Assignment:
Every line of the data that contains the string "push" must be copied.

Provided data:
━━━━
//! Data validation commands

use super::{db_path, open_catalog, or_na, CmdResult};
use crate::settings::Settings;
use clap::{Args, Subcommand};
use quiver_engine::commands::validate::{
    apply_fix, mark_not_duplicate, validate_all, validation_history,
};
use quiver_engine::validator::sql_fix_script;
use quiver_engine::ValidationReport;
use quiver_store::repo::{IssueFilter, ValidationRepo};
use std::path::PathBuf;

#[derive(Debug, Args)]
pub struct ValidateArgs {
    #[command(subcommand)]
    pub command: ValidateCommand,

    #[arg(long, global = true)]
    pub db: Option<PathBuf>,
}

#[derive(Debug, Subcommand)]
pub enum ValidateCommand {
    /// Run every check
    Run {
        /// Store the run and its issues
        #[arg(long)]
        persist: bool,
        /// Print every issue, not just the summary
        #[arg(long)]
        verbose: bool,
    },
    /// Recent stored runs
    History {
        #[arg(long, default_value_t = 10)]
        limit: usize,
    },
    /// Unresolved stored issues
    Issues {
        #[arg(long)]
        category: Option<String>,
        #[arg(long)]
        severity: Option<String>,
        #[arg(long)]
        fixable: bool,
        #[arg(long, default_value_t = 50)]
        limit: usize,
    },
    /// Apply the stored SQL fix for an issue
    Fix {
        issue_id: i64,
        #[arg(long, default_value = "cli")]
        applied_by: String,
    },
    /// Print a SQL script with every automatic fix
    Script,
    /// Record that two arrows are not duplicates
    NotDuplicate {
        arrow_a: i64,
        arrow_b: i64,
        #[arg(long)]
        reason: Option<String>,
    },
}

pub fn execute(args: ValidateArgs, settings: &Settings) -> CmdResult {
    let conn = open_catalog(&db_path(args.db, settings))?;

    match args.command {
        ValidateCommand::Run { persist, verbose } => {
            let report = validate_all(&conn, "manual", persist)?;
            print_report(&report, verbose);
        }
        ValidateCommand::History { limit } => {
            let runs = validation_history(&conn, limit)?;
            if runs.is_empty() {
                println!("No validation runs recorded");
            }
            for run in &runs {
                println!(
                    "[{}] {} | {} issue(s): {} critical, {} warning, {} info | health {:.1} | {} arrows | {}",
                    run.id,
                    or_na(run.run_timestamp.as_deref()),
                    run.total_issues,
                    run.critical_issues,
                    run.warning_issues,
                    run.info_issues,
                    run.health_score,
                    run.total_arrows_checked,
                    run.triggered_by
                );
            }
        }
        ValidateCommand::Issues {
            category,
            severity,
            fixable,
            limit,
        } => {
            let filter = IssueFilter {
                category,
                severity,
                auto_fixable_only: fixable,
                limit: Some(limit),
            };
            let issues = ValidationRepo::open_issues(&conn, &filter)?;
            println!("{} open issue(s)", issues.len());
            for issue in &issues {
                let fix = if issue.auto_fixable { " [fixable]" } else { "" };
                println!(
                    "[{}] {} {} | arrow {} | {} (seen {}x){}",
                    issue.id,
                    issue.severity,
                    issue.category,
                    or_na(issue.arrow_id),
                    issue.issue_description,
                    issue.occurrence_count,
                    fix
                );
            }
        }
        ValidateCommand::Fix {
            issue_id,
            applied_by,
        } => {
            let outcome = apply_fix(&conn, issue_id, &applied_by)?;
            if !outcome.success {
                return Err(format!(
                    "fix for issue {} failed: {}",
                    issue_id,
                    outcome.error_message.unwrap_or_default()
                )
                .into());
            }
            println!("✓ Applied fix {} for issue {}", outcome.fix_id, issue_id);
        }
        ValidateCommand::Script => {
            let report = validate_all(&conn, "manual", false)?;
            print!("{}", sql_fix_script(&report));
        }
        ValidateCommand::NotDuplicate {
            arrow_a,
            arrow_b,
            reason,
        } => {
            let added = mark_not_duplicate(&conn, arrow_a, arrow_b, reason.as_deref(), "cli")?;
            if added {
                println!("✓ Arrows {} and {} are no longer reported as duplicates", arrow_a, arrow_b);
            } else {
                println!("Arrows {} and {} were already excluded", arrow_a, arrow_b);
            }
        }
    }

    Ok(())
}

fn print_report(report: &ValidationReport, verbose: bool) {
    println!("Arrows checked: {}", report.total_arrows);
    println!("Health score: {:.1}/100", report.health_score);
    println!(
        "Issues: {} ({} critical, {} warning, {} info)",
        report.total_issues, report.critical, report.warning, report.info
    );
    for count in &report.issues_by_category {
        if count.count > 0 {
            println!("  {}: {}", count.category, count.count);
        }
    }
    println!(
        "Spine coverage: {}/{} arrows ({:.1}%)",
        report.spine_coverage.arrows_with_specs,
        report.spine_coverage.total_arrows,
        report.spine_coverage.coverage_percentage
    );
    if let Some(run_id) = report.run_id {
        println!("✓ Stored as run {}", run_id);
    }
    if verbose {
        for issue in &report.issues {
            println!(
                "[{}] {} | arrow {} | {}: {}",
                issue.severity,
                issue.category,
                or_na(issue.arrow_id),
                issue.field,
                issue.issue
            );
        }
    }
    println!("Recommendations:");
    for line in report.recommendations() {
        println!("  - {}", line);
    }
}
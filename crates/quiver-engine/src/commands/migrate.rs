//! Schema migration commands.
//!
//! ## Logging Ownership
//!
//! These wrappers log the command lifecycle. Per-migration progress is
//! logged by the store runner.

#![allow(clippy::result_large_err)]

use chrono::Utc;
use quiver_core::{log_op_end, log_op_error, log_op_start};
use quiver_store::errors::Result;
use quiver_store::migrations::{
    backup_path_for, Environment, MigrateOptions, MigrationDetails, MigrationManager,
    MigrationReport, MigrationStatus, RollbackReport, SequenceValidation,
};
use rusqlite::Connection;
use std::path::Path;

/// Apply pending migrations
///
/// ## Arguments
///
/// - `conn`: Database connection
/// - `db_path`: File backing `conn`; a timestamped backup is written next to
///   it unless `backup` is false or this is a dry run
/// - `target`: Highest version to apply
///
/// ## Returns
///
/// What was applied, or would be applied on a dry run. A failing migration
/// is reported in `failed` and stops the run.
///
/// ## Errors
///
/// - `DependencyCycle`: Pending migrations cannot be ordered
/// - `Persistence`: Ledger or backup failure
pub fn migrate_up(
    conn: &mut Connection,
    db_path: Option<&Path>,
    target: Option<String>,
    dry_run: bool,
    backup: bool,
) -> Result<MigrationReport> {
    log_op_start!("migrate_up", dry_run = dry_run, target = ?target);
    let start = std::time::Instant::now();

    let manager = MigrationManager::builtin(Environment::detect());
    let options = MigrateOptions {
        target,
        dry_run,
        backup_path: db_path
            .filter(|_| backup && !dry_run)
            .map(|path| backup_path_for(path, Utc::now())),
    };

    let report = manager.migrate(conn, &options).map_err(|e| {
        log_op_error!(
            "migrate_up",
            e.clone(),
            duration_ms = start.elapsed().as_millis() as u64
        );
        e
    })?;

    log_op_end!(
        "migrate_up",
        duration_ms = start.elapsed().as_millis() as u64,
        applied = report.applied.len(),
        failed = report.failed.is_some()
    );
    Ok(report)
}

/// Roll back every applied migration newer than `to_version`
///
/// ## Errors
///
/// - `Persistence`: Ledger failure
pub fn migrate_rollback(
    conn: &mut Connection,
    to_version: &str,
    dry_run: bool,
) -> Result<RollbackReport> {
    log_op_start!("migrate_rollback", to_version = to_version, dry_run = dry_run);
    let start = std::time::Instant::now();

    let manager = MigrationManager::builtin(Environment::detect());
    let report = manager.rollback(conn, to_version, dry_run).map_err(|e| {
        log_op_error!(
            "migrate_rollback",
            e.clone(),
            duration_ms = start.elapsed().as_millis() as u64
        );
        e
    })?;

    log_op_end!(
        "migrate_rollback",
        duration_ms = start.elapsed().as_millis() as u64,
        rolled_back = report.rolled_back.len(),
        failed = report.failed.is_some()
    );
    Ok(report)
}

pub fn migrate_status(conn: &Connection) -> Result<MigrationStatus> {
    MigrationManager::builtin(Environment::detect()).status(conn)
}

pub fn migrate_details(conn: &Connection, version: &str) -> Result<MigrationDetails> {
    MigrationManager::builtin(Environment::detect()).details(conn, version)
}

/// Check ordering and stored checksums
///
/// Checksum drift is folded into the returned issues.
pub fn migrate_validate(conn: &Connection) -> Result<SequenceValidation> {
    log_op_start!("migrate_validate");
    let start = std::time::Instant::now();

    let manager = MigrationManager::builtin(Environment::detect());
    let result = manager.validate_sequence(conn).map(|mut validation| {
        if let Err(e) = manager.verify_checksums(conn) {
            validation.valid = false;
            validation.issues.push(e.message().to_string());
        }
        validation
    });
    let validation = result.map_err(|e| {
        log_op_error!(
            "migrate_validate",
            e.clone(),
            duration_ms = start.elapsed().as_millis() as u64
        );
        e
    })?;

    log_op_end!(
        "migrate_validate",
        duration_ms = start.elapsed().as_millis() as u64,
        valid = validation.valid
    );
    Ok(validation)
}
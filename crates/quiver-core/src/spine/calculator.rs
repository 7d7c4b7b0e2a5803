//! Required spine for a bow setup
//!
//! Compound and recurve results are in carbon spine numbers (deflection x
//! 1000, lower is stiffer). Traditional bows shooting wood get pounds.

use crate::errors::{ModelError, Result};
use crate::model::bow::{BowConfiguration, BowType, RestType, DEFAULT_CENTER_SHOT};
use crate::spine::charts::{self, closest_index, WOOD_POINT_STEPS};
use serde::Serialize;

/// Reference point weight (grains) the charts are built on
pub const BASELINE_POINT_WEIGHT: f64 = 100.0;

#[derive(Debug, Clone, Copy, PartialEq, Eq, Serialize)]
#[serde(rename_all = "lowercase")]
pub enum Confidence {
    High,
    Medium,
    Low,
}

impl Confidence {
    pub fn as_str(&self) -> &'static str {
        match self {
            Confidence::High => "high",
            Confidence::Medium => "medium",
            Confidence::Low => "low",
        }
    }
}

impl std::fmt::Display for Confidence {
    fn fmt(&self, f: &mut std::fmt::Formatter<'_>) -> std::fmt::Result {
        f.write_str(self.as_str())
    }
}

#[derive(Debug, Clone, Copy, PartialEq, Eq, Serialize)]
#[serde(rename_all = "lowercase")]
pub enum SpineUnits {
    Carbon,
    Pounds,
}

/// Arrow build the spine is calculated for
#[derive(Debug, Clone, PartialEq)]
pub struct SpineRequest {
    pub arrow_length: f64,
    pub point_weight: f64,
    pub nock_weight: f64,
    pub fletching_weight: f64,
    pub material_preference: Option<String>,
}

impl SpineRequest {
    pub fn new(arrow_length: f64) -> Self {
        Self {
            arrow_length,
            point_weight: BASELINE_POINT_WEIGHT,
            nock_weight: 10.0,
            fletching_weight: 15.0,
            material_preference: None,
        }
    }

    pub fn with_point_weight(mut self, point_weight: f64) -> Self {
        self.point_weight = point_weight;
        self
    }

    pub fn with_material(mut self, material: impl Into<String>) -> Self {
        self.material_preference = Some(material.into());
        self
    }

    fn wants_wood(&self) -> bool {
        self.material_preference
            .as_deref()
            .map(|m| m.trim().eq_ignore_ascii_case("wood"))
            .unwrap_or(false)
    }
}

#[derive(Debug, Clone, Copy, PartialEq, Eq, Serialize)]
pub struct SpineRange {
    pub minimum: i64,
    pub optimal: i64,
    pub maximum: i64,
}

#[derive(Debug, Clone, PartialEq, Serialize)]
pub struct Adjustment {
    pub name: &'static str,
    pub value: f64,
}

#[derive(Debug, Clone, PartialEq, Serialize)]
pub struct SpineResult {
    pub bow_type: BowType,
    pub calculated_spine: i64,
    pub spine_range: SpineRange,
    pub adjustments: Vec<Adjustment>,
    pub total_adjustment: i64,
    pub base_spine: f64,
    pub confidence: Confidence,
    pub spine_units: SpineUnits,
    pub notes: Vec<String>,
}

impl SpineResult {
    pub fn is_pounds(&self) -> bool {
        self.spine_units == SpineUnits::Pounds
    }
}

fn round_i64(value: f64) -> i64 {
    value.round_ties_even() as i64
}

/// Calculate the required spine for a bow and arrow build
///
/// # Errors
///
/// `InvalidCalculatorInput` when draw weight or arrow length is not positive.
pub fn calculate_required_spine(bow: &BowConfiguration, request: &SpineRequest) -> Result<SpineResult> {
    if bow.draw_weight.is_nan() || bow.draw_weight <= 0.0 {
        return Err(ModelError::InvalidCalculatorInput {
            reason: format!("draw weight must be positive, got {}", bow.draw_weight),
        });
    }
    if request.arrow_length.is_nan() || request.arrow_length <= 0.0 {
        return Err(ModelError::InvalidCalculatorInput {
            reason: format!("arrow length must be positive, got {}", request.arrow_length),
        });
    }

    let result = match bow.bow_type {
        BowType::Compound => compound(bow, request),
        BowType::Recurve => recurve(bow, request),
        BowType::Traditional if request.wants_wood() => traditional_wood(bow, request),
        BowType::Traditional => traditional_carbon(bow, request),
    };
    tracing::debug!(
        bow_type = bow.bow_type.as_str(),
        calculated_spine = result.calculated_spine,
        "spine calculated"
    );
    Ok(result)
}

struct Draft {
    base_spine: f64,
    adjustments: Vec<Adjustment>,
    calculated: f64,
    tolerance: f64,
}

impl Draft {
    fn total(&self) -> f64 {
        self.adjustments.iter().map(|a| a.value).sum()
    }

    fn finish(
        self,
        bow: &BowConfiguration,
        confidence: Confidence,
        units: SpineUnits,
        extra_notes: &[&str],
    ) -> SpineResult {
        let total = self.total();
        let mut notes = if units == SpineUnits::Carbon {
            spine_notes(bow, self.calculated)
        } else {
            Vec::new()
        };
        notes.extend(extra_notes.iter().map(|n| n.to_string()));

        SpineResult {
            bow_type: bow.bow_type,
            calculated_spine: round_i64(self.calculated),
            spine_range: SpineRange {
                minimum: round_i64(self.calculated - self.tolerance),
                optimal: round_i64(self.calculated),
                maximum: round_i64(self.calculated + self.tolerance),
            },
            adjustments: self.adjustments,
            total_adjustment: round_i64(total),
            base_spine: self.base_spine,
            confidence,
            spine_units: units,
            notes,
        }
    }
}

fn compound(bow: &BowConfiguration, request: &SpineRequest) -> SpineResult {
    let base_spine = charts::lookup(charts::COMPOUND, bow.draw_weight, request.arrow_length, false);
    let adjustments = vec![
        Adjustment {
            name: "point_weight",
            value: (request.point_weight - BASELINE_POINT_WEIGHT) / 25.0 * 15.0,
        },
        Adjustment {
            name: "cam_type",
            value: bow.cam_type.spine_adjustment(),
        },
        Adjustment {
            name: "arrow_rest",
            value: bow.arrow_rest.spine_adjustment(),
        },
        Adjustment {
            name: "center_shot",
            value: (bow.center_shot - DEFAULT_CENTER_SHOT) * 100.0,
        },
    ];
    let mut draft = Draft {
        base_spine,
        adjustments,
        calculated: 0.0,
        tolerance: 25.0,
    };
    draft.calculated = base_spine - draft.total();
    draft.finish(bow, Confidence::High, SpineUnits::Carbon, &[])
}

fn recurve(bow: &BowConfiguration, request: &SpineRequest) -> SpineResult {
    let base_spine = charts::lookup(charts::RECURVE, bow.draw_weight, request.arrow_length, true);
    let adjustments = vec![Adjustment {
        name: "point_weight",
        value: (request.point_weight - BASELINE_POINT_WEIGHT) / 25.0 * 20.0,
    }];
    let mut draft = Draft {
        base_spine,
        adjustments,
        calculated: 0.0,
        tolerance: 30.0,
    };
    draft.calculated = base_spine - draft.total();
    draft.finish(bow, Confidence::Medium, SpineUnits::Carbon, &[])
}

/// Chart step for the point weight relative to the 100 gr baseline
fn wood_point_step(point_weight: f64) -> f64 {
    let i = closest_index(WOOD_POINT_STEPS.iter().map(|(w, _)| *w), point_weight);
    WOOD_POINT_STEPS[i].1 - 3.0
}

fn traditional_wood(bow: &BowConfiguration, request: &SpineRequest) -> SpineResult {
    let base_spine = charts::lookup(charts::WOOD, bow.draw_weight, request.arrow_length, false);
    let adjustments = vec![Adjustment {
        name: "point_weight",
        value: wood_point_step(request.point_weight) * 2.5,
    }];
    let mut draft = Draft {
        base_spine,
        adjustments,
        calculated: 0.0,
        tolerance: 5.0,
    };
    // Heavier points need a stiffer (higher poundage) wood shaft
    draft.calculated = base_spine + draft.total();
    draft.finish(
        bow,
        Confidence::High,
        SpineUnits::Pounds,
        &[
            "Based on traditional wood arrow spine chart",
            "Spine values in pounds (wood arrow standard)",
            "Point weight adjustment applied per chart guidelines",
            "Consider testing with bare shaft tuning",
        ],
    )
}

/// Carbon spine equivalent of a wood spine in pounds
pub fn wood_to_carbon_equivalent(wood_pounds: f64) -> f64 {
    (950.0 - wood_pounds * 9.0).max(300.0)
}

fn traditional_carbon(bow: &BowConfiguration, request: &SpineRequest) -> SpineResult {
    let wood = charts::lookup(charts::WOOD, bow.draw_weight, request.arrow_length, false);
    let base_spine = wood_to_carbon_equivalent(wood);
    let adjustments = vec![Adjustment {
        name: "point_weight",
        value: wood_point_step(request.point_weight) * 5.0,
    }];
    let mut draft = Draft {
        base_spine,
        adjustments,
        calculated: 0.0,
        tolerance: 30.0,
    };
    draft.calculated = base_spine - draft.total();
    draft.finish(
        bow,
        Confidence::Medium,
        SpineUnits::Carbon,
        &[
            "Based on traditional wood arrow spine chart (carbon equivalent)",
            "Point weight adjustment applied per chart guidelines",
            "Consider testing with bare shaft tuning",
        ],
    )
}

fn spine_notes(bow: &BowConfiguration, calculated: f64) -> Vec<String> {
    let mut notes = Vec::new();
    if calculated < 250.0 {
        notes.push("Very stiff arrow required - consider high draw weight setup".to_string());
    } else if calculated > 600.0 {
        notes.push("Weak spine required - double-check calculations".to_string());
    }
    if bow.bow_type == BowType::Compound {
        notes.push("Fine-tune with paper tuning or bare shaft testing".to_string());
        if bow.arrow_rest == RestType::WhiskerBiscuit {
            notes.push("Whisker biscuit may require slightly stiffer arrow".to_string());
        }
    }
    notes
}

/// Acceptable spine window around a target for the bow type
pub fn spine_tolerance_range(target: f64, bow_type: BowType) -> (f64, f64) {
    let tolerance = match bow_type {
        BowType::Compound => 25.0,
        BowType::Recurve => 30.0,
        BowType::Traditional => 40.0,
    };
    (target - tolerance, target + tolerance)
}

#[cfg(test)]
mod tests {
    use super::*;
    use crate::model::bow::CamType;

    #[test]
    fn test_compound_baseline() {
        let bow = BowConfiguration::new(60.0, 28.0, BowType::Compound);
        let result = calculate_required_spine(&bow, &SpineRequest::new(28.0)).unwrap();
        assert_eq!(result.calculated_spine, 340);
        assert_eq!(
            result.spine_range,
            SpineRange {
                minimum: 315,
                optimal: 340,
                maximum: 365
            }
        );
        assert_eq!(result.confidence, Confidence::High);
        assert_eq!(result.spine_units, SpineUnits::Carbon);
        assert_eq!(
            result.notes,
            vec!["Fine-tune with paper tuning or bare shaft testing".to_string()]
        );
    }

    #[test]
    fn test_compound_adjustments() {
        let bow = BowConfiguration::new(70.0, 29.0, BowType::Compound)
            .with_cam(CamType::Hard)
            .with_rest(RestType::WhiskerBiscuit);
        let request = SpineRequest::new(29.0).with_point_weight(125.0);
        let result = calculate_required_spine(&bow, &request).unwrap();
        // 300 - (15 + 10 + 20 + 0)
        assert_eq!(result.calculated_spine, 255);
        assert_eq!(result.total_adjustment, 45);
        assert!(result
            .notes
            .iter()
            .any(|n| n.contains("Whisker biscuit")));
    }

    #[test]
    fn test_recurve() {
        let bow = BowConfiguration::new(40.0, 28.0, BowType::Recurve);
        let result = calculate_required_spine(&bow, &SpineRequest::new(28.0)).unwrap();
        assert_eq!(result.calculated_spine, 600);
        assert_eq!(result.spine_range.minimum, 570);
        assert_eq!(result.spine_range.maximum, 630);
        assert_eq!(result.confidence, Confidence::Medium);
        assert!(result.notes.is_empty());
    }

    #[test]
    fn test_traditional_wood_in_pounds() {
        let bow = BowConfiguration::new(45.0, 28.0, BowType::Traditional);
        let request = SpineRequest::new(29.0)
            .with_point_weight(125.0)
            .with_material("Wood");
        let result = calculate_required_spine(&bow, &request).unwrap();
        // 52.5 + 2.5
        assert_eq!(result.calculated_spine, 55);
        assert_eq!(result.spine_range.minimum, 50);
        assert_eq!(result.spine_range.maximum, 60);
        assert!(result.is_pounds());
        assert_eq!(result.notes.len(), 4);
    }

    #[test]
    fn test_traditional_carbon_equivalent() {
        let bow = BowConfiguration::new(45.0, 28.0, BowType::Traditional);
        let result = calculate_required_spine(&bow, &SpineRequest::new(28.0)).unwrap();
        // 950 - 47.5 * 9 = 522.5, ties to even
        assert_eq!(result.calculated_spine, 522);
        assert_eq!(result.base_spine, 522.5);
        assert_eq!(result.confidence, Confidence::Medium);
        assert_eq!(wood_to_carbon_equivalent(80.0), 300.0);
    }

    #[test]
    fn test_rejects_non_positive_input() {
        let bow = BowConfiguration::new(0.0, 28.0, BowType::Compound);
        assert!(calculate_required_spine(&bow, &SpineRequest::new(28.0)).is_err());
        let bow = BowConfiguration::new(50.0, 28.0, BowType::Compound);
        assert!(calculate_required_spine(&bow, &SpineRequest::new(-1.0)).is_err());
    }

    #[test]
    fn test_tolerance_ranges() {
        assert_eq!(spine_tolerance_range(400.0, BowType::Compound), (375.0, 425.0));
        assert_eq!(spine_tolerance_range(400.0, BowType::Recurve), (370.0, 430.0));
        assert_eq!(spine_tolerance_range(400.0, BowType::Traditional), (360.0, 440.0));
    }
}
━━━━
Exercise solution:
            validation.issues.push(e.message().to_string());
        notes.push("Very stiff arrow required - consider high draw weight setup".to_string());
        notes.push("Weak spine required - double-check calculations".to_string());
        notes.push("Fine-tune with paper tuning or bare shaft testing".to_string());
            notes.push("Whisker biscuit may require slightly stiffer arrow".to_string());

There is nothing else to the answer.